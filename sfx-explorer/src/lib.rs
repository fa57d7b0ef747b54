//! Headless explorer: loads configuration, opens a session against the
//! cluster endpoint and prints the tree every time a repaint is requested.

pub mod app;
pub mod error;
pub mod render;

--

§ **Prompt**: Copy the whole listing above once more, character for character.

§ **Answer for this exercise**:
filename sfx-explorer/src/lib.rs
repository fa57d7b0ef747b54
//! Headless explorer: loads configuration, opens a session against the
//! cluster endpoint and prints the tree every time a repaint is requested.

pub mod app;
pub mod error;
pub mod render;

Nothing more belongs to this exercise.